He looked over the saddle girths.
"That's all right," he murmured. "Now go. In two hours the dawn will be here. You must be out of sight."
I was filled with emotion at this last moment; I went to the Targa and took his hand.
"Ceghéir-ben-Cheikh," I asked in a low voice, "why are you doing this?"
He stepped back and I saw his dark eyes gleam.
"Why?" he said.
"Yes, why?"
He replied with dignity:
"The Prophet permits every just man, once in his lifetime, to let pity take the place of duty. Ceghéir-ben-Cheikh is turning this permission to the advantage of one who saved his life."
"And you are not afraid," I asked, "that I will disclose the secret of Antinea if I return among Frenchmen?" He shook his head.
"I am not afraid of that," he said, and his voice was full of irony. "It is not to your interest that Frenchmen should know how the Captain met his death."
I was horrified at this logical reply.
"Perhaps I am doing wrong," the Targa went on, "in not killing the little one…. But she loves you. She will not talk. Now go. Day is coming."

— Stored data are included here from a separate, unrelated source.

//! Sample interpolation kernels for pitched voice playback.
//!
//! A voice reads through its source sample at a fractional rate (the pitch
//! ratio); `frac` is the fractional position between `samples[1]` and
//! `samples[2]` in the 4-point kernels, or between `samples[0]` and
//! `samples[1]` for the 2-point kernel. Callers are responsible for handing
//! in the correct neighborhood (including zero-padding past loop/sample
//! boundaries).

use rf_core::Sample;

/// Interpolation quality, selected once at `Mixer::open` time.
#[derive(Debug, Clone, Copy, PartialEq, Eq, Default)]
pub enum InterpolationMode {
    /// No interpolation: repeats the nearest sample.
    Nearest,
    /// 2-point linear interpolation.
    #[default]
    Linear,
    /// 4-point Hermite (Catmull-Rom family) interpolation.
    Hermite,
}

impl InterpolationMode {
    /// Number of history samples a kernel needs, measured one sample before
    /// the interpolated point, so callers can size their read window.
    pub fn lookback(self) -> usize {
        match self {
            InterpolationMode::Nearest | InterpolationMode::Linear => 0,
            InterpolationMode::Hermite => 1,
        }
    }
}

/// Nearest-neighbor: just the current sample.
#[inline]
pub fn nearest(s0: Sample) -> Sample {
    s0
}

/// 2-point linear interpolation between `s0` and `s1`, `frac` in `[0, 1)`.
#[inline]
pub fn linear(s0: Sample, s1: Sample, frac: f64) -> Sample {
    s0 + (s1 - s0) * frac
}

/// 4-point Hermite interpolation (Catmull-Rom tangents), `frac` in `[0, 1)`
/// between `s1` and `s2`; `s0` and `s3` are the neighbors one sample either
/// side.
#[inline]
pub fn hermite(s0: Sample, s1: Sample, s2: Sample, s3: Sample, frac: f64) -> Sample {
    let c0 = s1;
    let c1 = 0.5 * (s2 - s0);
    let c2 = s0 - 2.5 * s1 + 2.0 * s2 - 0.5 * s3;
    let c3 = 0.5 * (s3 - s0) + 1.5 * (s1 - s2);

    ((c3 * frac + c2) * frac + c1) * frac + c0
}

/// Dispatches to the kernel selected by `mode`, given up to 4 neighbor
/// samples `[s_minus1, s0, s1, s2]` and the fractional position `frac`
/// between `s0` and `s1`. `Nearest`/`Linear` ignore `s_minus1`/`s2`.
#[inline]
pub fn interpolate(mode: InterpolationMode, s_minus1: Sample, s0: Sample, s1: Sample, s2: Sample, frac: f64) -> Sample {
    match mode {
        InterpolationMode::Nearest => nearest(if frac < 0.5 { s0 } else { s1 }),
        InterpolationMode::Linear => linear(s0, s1, frac),
        InterpolationMode::Hermite => hermite(s_minus1, s0, s1, s2, frac),
    }
}

#[cfg(test)]
mod tests {
    use super::*;

    #[test]
    fn linear_midpoint() {
        assert!((linear(0.0, 1.0, 0.5) - 0.5).abs() < 1e-12);
    }

    #[test]
    fn linear_endpoints_are_exact() {
        assert_eq!(linear(2.0, 4.0, 0.0), 2.0);
        assert!((linear(2.0, 4.0, 1.0) - 4.0).abs() < 1e-12);
    }

    #[test]
    fn hermite_passes_through_known_points() {
        assert!((hermite(-1.0, 0.0, 1.0, 2.0, 0.0) - 0.0).abs() < 1e-9);
        assert!((hermite(-1.0, 0.0, 1.0, 2.0, 1.0) - 1.0).abs() < 1e-9);
    }

    #[test]
    fn nearest_picks_closer_side() {
        assert_eq!(nearest(5.0), 5.0);
        assert_eq!(interpolate(InterpolationMode::Nearest, 0.0, 1.0, 2.0, 0.0, 0.1), 1.0);
        assert_eq!(interpolate(InterpolationMode::Nearest, 0.0, 1.0, 2.0, 0.0, 0.9), 2.0);
    }
}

I tried to press the hand of this strange rescuer, but he again drew back.
"Do not thank me. What I am doing, I do to acquire merit in the eyes of God. You may be sure that I shall never do it again neither for you nor for anyone else."
And, as I made a gesture to reassure him on that point, "Do not protest," he said in a tone the mockery of which still sounds in my ears. "Do not protest. What I am doing is of value to me, but not to you."
I looked at him uncomprehendingly.
"Not to you, Sidi Lieutenant, not to you," his grave voice continued. "For you will come back; and when that day comes, do not count on the help of Ceghéir-ben-Cheikh."
"I will come back?" I asked, shuddering.
"You will come back," the Targa replied.
He was standing erect, a black statue against the wall of gray rock.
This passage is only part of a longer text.